- Written by: Mark Chappell
- Directed by: Anthony Wilcox
- Starring: Lenny Rush; James Buckley; Greg Davies; Asim Chaudhry; Rochenda Sandall; Ele McKenzie; Stephen Fry; Hannah Fry; Maggie Aderin-Pocock;
- Country of origin: United Kingdom
- Original language: English

Production
- Producer: Spencer Millman
- Running time: 90 minutes
- Production companies: Big Talk Studios; South Shore Productions;

Original release
- Network: Channel 4
- Release: 24 December 2025

= Finding Father Christmas (2025 film) =

British Christmas film

Finding Father Christmas is a British Christmas family television film for Channel 4, starring Lenny Rush with an ensemble cast featuring James Buckley, Greg Davies, Asim Chaudhry, Stephen Fry, Hannah Fry and Maggie Aderin-Pocock. It was broadcast on Channel 4 on 24 December 2025.

==Premise==
A teenager who refuses to give-up on the idea of Father Christmas goes to great lengths to prove that he is real.

==Cast==
- Lenny Rush as Chris
- James Buckley as Dad
- Greg Davies as Father Christmas
- Asim Chaudhry as Garden Centre Father Christmas
- Rochenda Sandall as Georgina
- Ele McKenzie as Holly
- Stephen Fry as himself
- Hannah Fry as herself
- Maggie Aderin-Pocock as herself
- Jason Fox as himself
- Marek Larwood as Security Guard

==Production==
The one-off drama is written by Mark Chappell and produced by Big Talk Studios and co-produced by South Shore Productions. Anthony Wilcox is the director with Spencer Millman as producer. It is executive produced by Kenton Allen, Luke Alkin, and Toby Welch for Big Talk Studios, Mark Chappell, and Andrew Mackenzie for South Shore Productions.
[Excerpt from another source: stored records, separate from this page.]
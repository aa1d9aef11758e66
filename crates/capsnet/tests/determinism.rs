//! Seeded initialization and repeated forward passes give reproducible outputs.

use burn::backend::{Autodiff, NdArray};
use burn::tensor::{backend::Backend, Distribution, Tensor};
use capsnet::model::{FashionMnistCapsuleNetConfig, SquashCapsuleNetConfig};

pub type TestBackend = NdArray<f32>;
pub type TestAutodiffBackend = Autodiff<TestBackend>;

// The backend seed is global: keep every seeded test in this file, in a single test.
#[test]
fn seeded_models_produce_identical_outputs() {
    let device = Default::default();

    // Drawn before seeding so that it doesn't consume the seeded stream.
    let input = Tensor::<TestBackend, 4>::random([2, 1, 12, 12], Distribution::Default, &device);

    // Parameters are drawn lazily: run each model before the stream is reseeded.
    TestBackend::seed(42);
    let first = SquashCapsuleNetConfig::new(1, 10).init::<TestBackend>(&device);
    let first = first.forward(input.clone());

    TestBackend::seed(42);
    let second = SquashCapsuleNetConfig::new(1, 10).init::<TestBackend>(&device);
    let second = second.forward(input);

    first.into_data().assert_approx_eq(&second.into_data(), 6);

    TestBackend::seed(7);
    let first = FashionMnistCapsuleNetConfig::new()
        .with_with_routing(true)
        .init::<TestAutodiffBackend>(&device);
    let input = Tensor::<TestAutodiffBackend, 4>::random(
        [2, 1, 28, 28],
        Distribution::Normal(0.0, 1.0),
        &device,
    );

    // Batch normalization runs in training mode here; its output only depends on the batch.
    let once = first.forward(input.clone());
    let twice = first.forward(input);

    once.into_data().assert_approx_eq(&twice.into_data(), 6);
}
Filmed with the working title Dear Father Christmas, in December 2025, the title was confirmed to be Finding Father Christmas.

The ensemble cast is led by Lenny Rush, and also features James Buckley, Asim Chaudhry, Stephen Fry, Hannah Fry and Maggie Aderin-Pocock as well as Jason Fox and Rochenda Sandall, with Greg Davies as the title character.

==Broadcast==
It premiered on Channel 4 on 24 December 2025.

==Reception==
Ben Dowell in The Times awarded the film four stars, praising the script and suggesting it as "a Christmas story for the secular age", with Lenny Rush "undeniably dazzling”. Frances Ryan in The Guardian praised the chemistry between Rush and James Buckley, awarding three stars to the film, feeling it lacked a little "emotional punch". Patrick Smith for The Independent said that the "celebrity cameos work well enough" but that Rush "brings infectious optimism…without ever tipping into the mawkish – a high-wire act when your entire character is predicated on teenage belief in Santa Claus" and that Rush "locates the fine line between endearing and insufferable and walks it with the confidence of a seasoned pro."